Das kontroverse Ende der Wuschek-Ära prägte den Anfang der ­neuen Intendanz. Wuschek trat wegen Kritik an mangelnder Auf­arbeitung eines Rassismusvorfalls im Ensemble zurück. Der Vorfall ereignete sich bereits 2018. Sichtbare Reaktionen gab es erst ein Jahr später – und dies trotz zwischenzeitlicher Installation einer ­Diversitätsagentin. Die Interimsintendanz mühte sich mit Workshops und Gesprächen um eine hausinterne Sensibilisierung. Sie führte 2020 auch verbindlich eine Antidiskriminierungsklausel ein. Die wurde, so erzählte Diversitätsagentin Sonja Baltruschat in einem Interview mit ZEIT ONLINE, auch drei Mal zum Einsatz gebracht. Ein offener Brief der Belegschaft des Theaters an der Park­aue ebenfalls im Jahr 2020 machte aber auch deutlich, dass sich die Angestellten in ihrem Bemühen um eine konstruktive Fortsetzung ihrer künstlerischen und organisatorischen Tätigkeit von der Politik im Stich gelassen fühlten. Sie forderten Kultursenator Lederer zu einer schnellen Entscheidung über die neue Leitung des Hauses auf.

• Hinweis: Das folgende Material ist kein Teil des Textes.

// Python backend (external interpreter)

use crate::error::Result;

use super::base::{escape_double_quoted, BaseInterpreter};
use super::environment::{Environment, Value};
use super::{binding_name, check_variable_name, Interpreter, InterpreterKind, ScriptOutcome};

/// Reserved words of Python 3; bindings with these names are prefixed with `_`
pub(crate) const PYTHON_KEYWORDS: &[&str] = &[
    "False", "None", "True", "and", "as", "assert", "async", "await", "break", "class",
    "continue", "def", "del", "elif", "else", "except", "finally", "for", "from", "global",
    "if", "import", "in", "is", "lambda", "nonlocal", "not", "or", "pass", "raise", "return",
    "try", "while", "with", "yield",
];

/// Runs translator functions with `python3 -`, falling back to `python`
pub struct PythonInterpreter {
    base: BaseInterpreter,
}

impl PythonInterpreter {
    pub fn new() -> Self {
        Self {
            base: BaseInterpreter::new(InterpreterKind::Python, &["python3", "python"], &["-"]),
        }
    }
}

impl Default for PythonInterpreter {
    fn default() -> Self {
        Self::new()
    }
}

/// Python literal of `value`; shared with the in-process backend
pub(crate) fn python_literal(value: &Value) -> String {
    match value {
        Value::Unset => "None".to_string(),
        Value::Bool(true) => "True".to_string(),
        Value::Bool(false) => "False".to_string(),
        Value::Integer(i) => i.to_string(),
        Value::Text(text) => python_string(text),
        Value::List(items) => format!(
            "[{}]",
            items.iter().map(python_literal).collect::<Vec<_>>().join(", ")
        ),
        Value::Set(items) if items.is_empty() => "set()".to_string(),
        Value::Set(items) => format!(
            "{{{}}}",
            items
                .iter()
                .map(|item| python_string(item))
                .collect::<Vec<_>>()
                .join(", ")
        ),
        Value::Map(entries) => format!(
            "{{{}}}",
            entries
                .iter()
                .map(|(key, value)| format!("{}: {}", python_string(key), python_literal(value)))
                .collect::<Vec<_>>()
                .join(", ")
        ),
    }
}

fn python_string(text: &str) -> String {
    format!("\"{}\"", escape_double_quoted(text, false, false))
}

/// One `name = literal` line per binding
pub(crate) fn python_preamble(interpreter: &str, environment: &Environment) -> Result<String> {
    let mut preamble = String::new();
    for (name, value) in environment.iter() {
        check_variable_name(interpreter, name)?;
        preamble.push_str(&binding_name(name, PYTHON_KEYWORDS));
        preamble.push_str(" = ");
        preamble.push_str(&python_literal(value));
        preamble.push('\n');
    }
    Ok(preamble)
}

impl Interpreter for PythonInterpreter {
    fn kind(&self) -> InterpreterKind {
        InterpreterKind::Python
    }

    fn runnable(&self) -> bool {
        self.base.runnable()
    }

    fn preamble(&self, environment: &Environment) -> Result<String> {
        python_preamble(self.interpreter(), environment)
    }

    fn run(&self, script: &str, environment: &Environment) -> Result<ScriptOutcome> {
        let mut source = self.preamble(environment)?;
        source.push_str(script);
        if !source.ends_with('\n') {
            source.push('\n');
        }
        self.base.run_source(source)
    }
}

#[cfg(test)]
mod tests {
    use super::*;
    use std::collections::{BTreeMap, BTreeSet};

    #[test]
    fn test_python_literals() {
        assert_eq!(python_literal(&Value::Unset), "None");
        assert_eq!(python_literal(&Value::Bool(false)), "False");
        assert_eq!(python_literal(&Value::from("say \"hi\"\n")), "\"say \\\"hi\\\"\\n\"");
        assert_eq!(python_literal(&Value::Set(BTreeSet::new())), "set()");

        let mut map = BTreeMap::new();
        map.insert("exts".to_string(), Value::from(vec![".svg", ".svgz"]));
        map.insert("tex".to_string(), Value::Bool(true));
        assert_eq!(
            python_literal(&Value::Map(map)),
            "{\"exts\": [\".svg\", \".svgz\"], \"tex\": True}"
        );
    }

    #[test]
    fn test_python_preamble_prefixes_keywords() {
        let env = Environment::new().with("in", "a.svg").with("out", "a.pdf");
        let preamble = PythonInterpreter::new().preamble(&env).unwrap();
        assert_eq!(preamble, "_in = \"a.svg\"\nout = \"a.pdf\"\n");
    }

    #[test]
    fn test_python_preamble_rejects_bad_names() {
        let env = Environment::new().with("not-valid", 1);
        let err = PythonInterpreter::new().preamble(&env).unwrap_err();
        assert!(err.to_string().contains("not-valid"));
    }

    #[test]
    fn test_python_run_echoes_bindings() {
        let python = PythonInterpreter::new();
        if !python.runnable() {
            return;
        }
        let env = Environment::new()
            .with("name", vec!["a", "b"])
            .with("count", 3)
            .with("flag", true);
        let outcome = python
            .run("print('\\n'.join(name))\nprint(count)\nassert flag is True", &env)
            .unwrap();

        assert!(outcome.success(), "stderr: {}", outcome.stderr);
        assert_eq!(outcome.stdout, "a\nb\n3\n");
    }

    #[test]
    fn test_python_failure_reports_exit_code() {
        let python = PythonInterpreter::new();
        if !python.runnable() {
            return;
        }
        let outcome = python.run("raise ValueError('boom')", &Environment::new()).unwrap();
        assert_eq!(outcome.exit_code, 1);
        assert!(outcome.stderr.contains("ValueError"));
        assert!(outcome.exception.is_none());
    }
}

Riemenschneider und Schulz, die sich von den Bundeswettbewerben für Jugendliche der Berliner Festspiele kennen, bekamen den Zuschlag. Ihre Einarbeitungszeit war kurz. Die Arbeits­teilung, die eine Doppelintendanz mit sich bringt, war dabei durchaus hilfreich. Als wichtig sehen Schulz und Riemenschneider an, das Programm diverser und inklusiver zu gestalten und dabei auch über die Personen diversere Perspektiven einzubringen. Das spiegelt sich nicht nur im künstlerischen Personal, sondern auch bei der Besetzung von Positionen in Dramaturgie und Vermittlung wider. Diversitätsagentin Baltruschat gehört als Referentin für diversitätsorientierte Organisationsentwicklung jetzt zur Leitungsebene. Im Januar begannen am Haus Residenzen inklusiver Künstlerinnen und Künstler, unter anderem mit dem Theater Hora, dem Theater Thikwa und der Gruppe Meine Damen und Herren. „Es geht darum herauszufinden, wie inklusive Theater­arbeit für junges Publikum stattfinden kann. Das ist einerseits künstlerische Forschung. Zum anderen geht es aber auch darum, überhaupt mit einem Staatstheater in Kontakt zu treten und zu gucken, was braucht eine inklusiv gedachte Produktion, welche Erzählformen gibt es, welche unterschiedlichen Herangehens­weisen kann man entwickeln?“, erläutert Schulz.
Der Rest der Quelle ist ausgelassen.